[Start of section]

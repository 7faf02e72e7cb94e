use crate::utils::error::GardenError;
use crate::Result;
use base64::Engine;
use image::{DynamicImage, GenericImageView, ImageFormat};

/// 最大图像边长
const MAX_DIMENSION: u32 = 8192;

/// JPEG 结束标记 (EOI)
const JPEG_EOI: [u8; 2] = [0xFF, 0xD9];

pub struct ImageLoader;

impl ImageLoader {
    /// 从base64字符串解码出原始字节
    pub fn bytes_from_base64(base64_data: &str) -> Result<Vec<u8>> {
        // 检测并移除可能的数据URL前缀 (data:image/xxx;base64,)
        let base64_clean = match base64_data.strip_prefix("data:") {
            Some(rest) => rest.split_once(',').map(|(_, data)| data).unwrap_or(rest),
            None => base64_data,
        };

        Ok(base64::engine::general_purpose::STANDARD.decode(base64_clean.trim())?)
    }

    /// 从字节加载图像
    pub fn from_bytes(bytes: &[u8]) -> Result<DynamicImage> {
        if bytes.is_empty() {
            return Err(GardenError::Decode("Empty image payload".to_string()));
        }

        let format = Self::detect_format(bytes)
            .ok_or_else(|| GardenError::Decode("Unrecognized image format".to_string()))?;
        if !Self::is_supported_format(format) {
            return Err(GardenError::Decode(format!("Unsupported image format: {:?}", format)));
        }

        // JPEG 解码器会把缺失的扫描数据补成灰色，截断必须在解码前拦住
        if format == ImageFormat::Jpeg && !Self::has_jpeg_end_marker(bytes) {
            return Err(GardenError::Decode(
                "Truncated JPEG: missing end-of-image marker".to_string(),
            ));
        }

        let image = image::load_from_memory_with_format(bytes, format)?;
        Self::validate_dimensions(&image)?;

        Ok(image)
    }

    /// 检测图像格式
    pub fn detect_format(bytes: &[u8]) -> Option<ImageFormat> {
        image::guess_format(bytes).ok()
    }

    /// 数据以 FF D9 结尾，允许尾部补零
    pub fn has_jpeg_end_marker(bytes: &[u8]) -> bool {
        let end = bytes.iter().rposition(|&b| b != 0).map_or(0, |i| i + 1);
        bytes[..end].ends_with(&JPEG_EOI)
    }

    /// 验证图像格式是否支持
    pub fn is_supported_format(format: ImageFormat) -> bool {
        matches!(
            format,
            ImageFormat::Png | ImageFormat::Jpeg | ImageFormat::Bmp | ImageFormat::WebP
        )
    }

    /// 验证图像尺寸
    pub fn validate_dimensions(image: &DynamicImage) -> Result<()> {
        let (width, height) = image.dimensions();

        if width == 0 || height == 0 {
            return Err(GardenError::Decode(format!("Image has no pixels: {}x{}", width, height)));
        }

        if width > MAX_DIMENSION || height > MAX_DIMENSION {
            return Err(GardenError::Decode(format!(
                "Image too large: {}x{}, maximum {}x{}",
                width, height, MAX_DIMENSION, MAX_DIMENSION
            )));
        }

        Ok(())
    }
}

[End of section]

Return the whole of the data, character for character.

repository 7faf02e72e7cb94e
use crate::utils::error::GardenError;
use crate::Result;
use base64::Engine;
use image::{DynamicImage, GenericImageView, ImageFormat};

/// 最大图像边长
const MAX_DIMENSION: u32 = 8192;

/// JPEG 结束标记 (EOI)
const JPEG_EOI: [u8; 2] = [0xFF, 0xD9];

pub struct ImageLoader;

impl ImageLoader {
    /// 从base64字符串解码出原始字节
    pub fn bytes_from_base64(base64_data: &str) -> Result<Vec<u8>> {
        // 检测并移除可能的数据URL前缀 (data:image/xxx;base64,)
        let base64_clean = match base64_data.strip_prefix("data:") {
            Some(rest) => rest.split_once(',').map(|(_, data)| data).unwrap_or(rest),
            None => base64_data,
        };

        Ok(base64::engine::general_purpose::STANDARD.decode(base64_clean.trim())?)
    }

    /// 从字节加载图像
    pub fn from_bytes(bytes: &[u8]) -> Result<DynamicImage> {
        if bytes.is_empty() {
            return Err(GardenError::Decode("Empty image payload".to_string()));
        }

        let format = Self::detect_format(bytes)
            .ok_or_else(|| GardenError::Decode("Unrecognized image format".to_string()))?;
        if !Self::is_supported_format(format) {
            return Err(GardenError::Decode(format!("Unsupported image format: {:?}", format)));
        }

        // JPEG 解码器会把缺失的扫描数据补成灰色，截断必须在解码前拦住
        if format == ImageFormat::Jpeg && !Self::has_jpeg_end_marker(bytes) {
            return Err(GardenError::Decode(
                "Truncated JPEG: missing end-of-image marker".to_string(),
            ));
        }

        let image = image::load_from_memory_with_format(bytes, format)?;
        Self::validate_dimensions(&image)?;

        Ok(image)
    }

    /// 检测图像格式
    pub fn detect_format(bytes: &[u8]) -> Option<ImageFormat> {
        image::guess_format(bytes).ok()
    }

    /// 数据以 FF D9 结尾，允许尾部补零
    pub fn has_jpeg_end_marker(bytes: &[u8]) -> bool {
        let end = bytes.iter().rposition(|&b| b != 0).map_or(0, |i| i + 1);
        bytes[..end].ends_with(&JPEG_EOI)
    }

    /// 验证图像格式是否支持
    pub fn is_supported_format(format: ImageFormat) -> bool {
        matches!(
            format,
            ImageFormat::Png | ImageFormat::Jpeg | ImageFormat::Bmp | ImageFormat::WebP
        )
    }

    /// 验证图像尺寸
    pub fn validate_dimensions(image: &DynamicImage) -> Result<()> {
        let (width, height) = image.dimensions();

        if width == 0 || height == 0 {
            return Err(GardenError::Decode(format!("Image has no pixels: {}x{}", width, height)));
        }

        if width > MAX_DIMENSION || height > MAX_DIMENSION {
            return Err(GardenError::Decode(format!(
                "Image too large: {}x{}, maximum {}x{}",
                width, height, MAX_DIMENSION, MAX_DIMENSION
            )));
        }

        Ok(())
    }
}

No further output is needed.